Sound counterproductive? Sleeping until noon because you’ve tossed and turned all night might feel good in the moment, but you’ll be paying for it later. Set at alarm and get up at the same time every day, you’ll soon train your body onto a more regular schedule. This goes for naps too: zonking out on the couch after work will do you no favours come midnight.

Go Easy on the Chemicals

Insomnia isn’t a disease; it’s a symptom. Don’t dream that a sleeping pill will somehow fix the problem—though it may work for a short time, you risk long-term chemical dependency. Instead of putting more things in your body, look at what you’re already ingesting: Have you had eight cups of coffee today? A big meal of pasta before bed? Two glasses of wine with dinner? All can cause or irritate insomnia, so pay attention.

Get Moving

It’s a common misconception that exercise before bed will energize you. In fact, a study of highly active young men found that prolonged, vigorous exercise 30 minutes before bedtime had little effect on sleep. Edward R. Laskowski, M.D., says “Exercise initially increases such stress hormones. But several hours after a workout, a rebound effect occurs.” Yep, you know what that means: less stress is more sleep.

The Physical Necessities

It’s not all mental practice; some tricks are as easy as going to the drugstore. Warm milk or herbal tea (without caffeine of course) are for many people very effective. A small snack could also help. A good firm mattress—or a soft one, if you like that better—and air-conditioning is a good investment, as are thick curtains, earplugs, a sleep mask, and a clock without a torturous illuminated screen.

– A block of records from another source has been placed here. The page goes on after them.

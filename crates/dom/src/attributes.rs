//! DOM Attribute handling.

use indexmap::IndexMap;
use std::sync::Arc;

/// Map of element attributes preserving insertion order.
///
/// Names are stored lowercased, as HTML attribute names are case-insensitive.
#[derive(Clone, Debug, Default)]
pub struct AttributeMap {
    attrs: IndexMap<Arc<str>, String>,
}

impl AttributeMap {
    pub fn new() -> Self {
        Self {
            attrs: IndexMap::new(),
        }
    }

    /// Set an attribute value.
    pub fn set(&mut self, name: &str, value: &str) {
        self.attrs
            .insert(Arc::from(name.to_ascii_lowercase()), value.to_string());
    }

    /// Get an attribute value.
    pub fn get(&self, name: &str) -> Option<&str> {
        self.attrs
            .get(name.to_ascii_lowercase().as_str())
            .map(|s| s.as_str())
    }

    /// Remove an attribute, keeping the order of the others.
    pub fn remove(&mut self, name: &str) -> Option<String> {
        self.attrs.shift_remove(name.to_ascii_lowercase().as_str())
    }

    /// Check if attribute exists.
    pub fn contains(&self, name: &str) -> bool {
        self.attrs.contains_key(name.to_ascii_lowercase().as_str())
    }

    pub fn len(&self) -> usize {
        self.attrs.len()
    }

    pub fn is_empty(&self) -> bool {
        self.attrs.is_empty()
    }

    /// Iterate in insertion order.
    pub fn iter(&self) -> impl Iterator<Item = (&str, &str)> {
        self.attrs.iter().map(|(k, v)| (k.as_ref(), v.as_str()))
    }
}

#[cfg(test)]
mod tests {
    use super::*;

    #[test]
    fn test_case_insensitive_names() {
        let mut attrs = AttributeMap::new();
        attrs.set("Aria-Label", "Play");
        assert_eq!(attrs.get("aria-label"), Some("Play"));
        assert!(attrs.contains("ARIA-LABEL"));
    }

    #[test]
    fn test_remove_keeps_order() {
        let mut attrs = AttributeMap::new();
        attrs.set("id", "a");
        attrs.set("class", "b");
        attrs.set("title", "c");
        assert_eq!(attrs.remove("class"), Some("b".to_string()));

        let names: Vec<_> = attrs.iter().map(|(k, _)| k).collect();
        assert_eq!(names, vec!["id", "title"]);
    }
}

Visualize, Visualize, Visualize

Forget counting sheep, new sleep techniques are much more effective. Try progressive relaxation: start at the feet, feel their weight and let them relax and sink into the bed. Move to ankles, repeat. By the time you make your way to your head, you’ll be in la la land. Or if this doesn’t work, there’s always the old backwards-count. Start at a thousand, and count one number between breaths. Good night and good luck.